:: TASK TO CARRY OUT ::
Lines to restate from the data below: from the one containing "if counts.len() != exposures.len()" to the one containing "let mut lower = Vec::with_capacity(n);", both included. Give them again exactly, and only them.

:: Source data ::
--------------------------------

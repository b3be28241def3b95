//! Shewhart attribute control charts for event rates.
//!
//! The u-chart monitors counts per unit of exposure (defects per
//! inspection lot, incidents per machine-hour). Limits are per-point:
//! larger exposures give tighter limits, so the chart stays honest when
//! lot sizes vary.

use crate::error::{AnalysisError, Result};

/// Parameters for a u-chart.
#[derive(Debug, Clone)]
pub struct UChartConfig {
    /// Width of the control limits in standard deviations.
    pub sigma: f64,
}

impl Default for UChartConfig {
    fn default() -> Self {
        Self { sigma: 3.0 }
    }
}

impl UChartConfig {
    pub fn new() -> Self {
        Self::default()
    }

    /// Set the limit width in standard deviations.
    pub fn with_sigma(mut self, sigma: f64) -> Self {
        self.sigma = sigma;
        self
    }

    fn validate(&self) -> Result<()> {
        if !(self.sigma > 0.0) || !self.sigma.is_finite() {
            return Err(AnalysisError::InvalidParameter(format!(
                "sigma must be positive and finite, got {}",
                self.sigma
            )));
        }
        Ok(())
    }
}

/// A computed control chart: per-point rates, limits, and signals.
#[derive(Debug, Clone)]
pub struct ControlChart {
    /// Center line: the pooled rate, total counts over total exposure.
    pub center: f64,
    /// Observed rate per point, count / exposure.
    pub rates: Vec<f64>,
    /// Upper control limit per point.
    pub upper: Vec<f64>,
    /// Lower control limit per point, clamped at zero.
    pub lower: Vec<f64>,
    /// Whether each point falls strictly outside its limits.
    pub out_of_control: Vec<bool>,
}

impl ControlChart {
    /// Indices of the points that signal.
    pub fn signals(&self) -> Vec<usize> {
        self.out_of_control
            .iter()
            .enumerate()
            .filter_map(|(i, &out)| out.then_some(i))
            .collect()
    }
}

/// Build a u-chart from event counts and their exposures.
///
/// The center line is the pooled rate u = sum(counts) / sum(exposures);
/// the limits at point i are u +/- sigma * sqrt(u / exposure_i). A rate
/// of exactly zero can never signal low when the lower limit is clamped
/// to zero, which is the standard behavior: an attribute chart cannot
/// distinguish "impossibly good" from "no events yet".
///
/// # Errors
/// * `EmptyData` with no points.
/// * `DimensionMismatch` when counts and exposures differ in length.
/// * `InvalidParameter` for non-positive exposures, negative counts, or
///   a non-positive sigma.
pub fn u_chart(counts: &[f64], exposures: &[f64], config: &UChartConfig) -> Result<ControlChart> {
    config.validate()?;
    if counts.is_empty() {
        return Err(AnalysisError::EmptyData);
    }
    if counts.len() != exposures.len() {
        return Err(AnalysisError::DimensionMismatch {
            expected: counts.len(),
            got: exposures.len(),
        });
    }
    if let Some(bad) = exposures.iter().find(|&&e| !(e > 0.0) || !e.is_finite()) {
        return Err(AnalysisError::InvalidParameter(format!(
            "exposures must be positive and finite, got {bad}"
        )));
    }
    if let Some(bad) = counts.iter().find(|&&c| c < 0.0 || !c.is_finite()) {
        return Err(AnalysisError::InvalidParameter(format!(
            "counts must be non-negative and finite, got {bad}"
        )));
    }

    let total_counts: f64 = counts.iter().sum();
    let total_exposure: f64 = exposures.iter().sum();
    let center = total_counts / total_exposure;

    let n = counts.len();
    let mut rates = Vec::with_capacity(n);
    let mut upper = Vec::with_capacity(n);
    let mut lower = Vec::with_capacity(n);
    let mut out_of_control = Vec::with_capacity(n);

    for i in 0..n {
        let rate = counts[i] / exposures[i];
        let half_width = config.sigma * (center / exposures[i]).sqrt();
        let ucl = center + half_width;
        let lcl = (center - half_width).max(0.0);
        out_of_control.push(rate > ucl || rate < lcl);
        rates.push(rate);
        upper.push(ucl);
        lower.push(lcl);
    }

    Ok(ControlChart {
        center,
        rates,
        upper,
        lower,
        out_of_control,
    })
}
//! Statistical utility functions shared across modules.

/// Calculate the mean of a slice.
pub fn mean(values: &[f64]) -> f64 {
    if values.is_empty() {
        return f64::NAN;
    }
    values.iter().sum::<f64>() / values.len() as f64
}

/// Calculate the mean of a slice, skipping NaN entries.
///
/// Returns NaN if no finite entries remain.
pub fn mean_ignoring_nan(values: &[f64]) -> f64 {
    let mut sum = 0.0;
    let mut count = 0usize;
    for &v in values {
        if !v.is_nan() {
            sum += v;
            count += 1;
        }
    }
    if count == 0 {
        f64::NAN
    } else {
        sum / count as f64
    }
}

/// Calculate the variance of a slice (sample variance with n-1 denominator).
pub fn variance(values: &[f64]) -> f64 {
    if values.len() < 2 {
        return f64::NAN;
    }
    let m = mean(values);
    let sum_sq: f64 = values.iter().map(|x| (x - m).powi(2)).sum();
    sum_sq / (values.len() - 1) as f64
}

/// Calculate the standard deviation of a slice.
pub fn std_dev(values: &[f64]) -> f64 {
    variance(values).sqrt()
}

--------------------------------

:: RESULT OF THIS EXERCISE ::
    if counts.len() != exposures.len() {
        return Err(AnalysisError::DimensionMismatch {
            expected: counts.len(),
            got: exposures.len(),
        });
    }
    if let Some(bad) = exposures.iter().find(|&&e| !(e > 0.0) || !e.is_finite()) {
        return Err(AnalysisError::InvalidParameter(format!(
            "exposures must be positive and finite, got {bad}"
        )));
    }
    if let Some(bad) = counts.iter().find(|&&c| c < 0.0 || !c.is_finite()) {
        return Err(AnalysisError::InvalidParameter(format!(
            "counts must be non-negative and finite, got {bad}"
        )));
    }

    let total_counts: f64 = counts.iter().sum();
    let total_exposure: f64 = exposures.iter().sum();
    let center = total_counts / total_exposure;

    let n = counts.len();
    let mut rates = Vec::with_capacity(n);
    let mut upper = Vec::with_capacity(n);
    let mut lower = Vec::with_capacity(n);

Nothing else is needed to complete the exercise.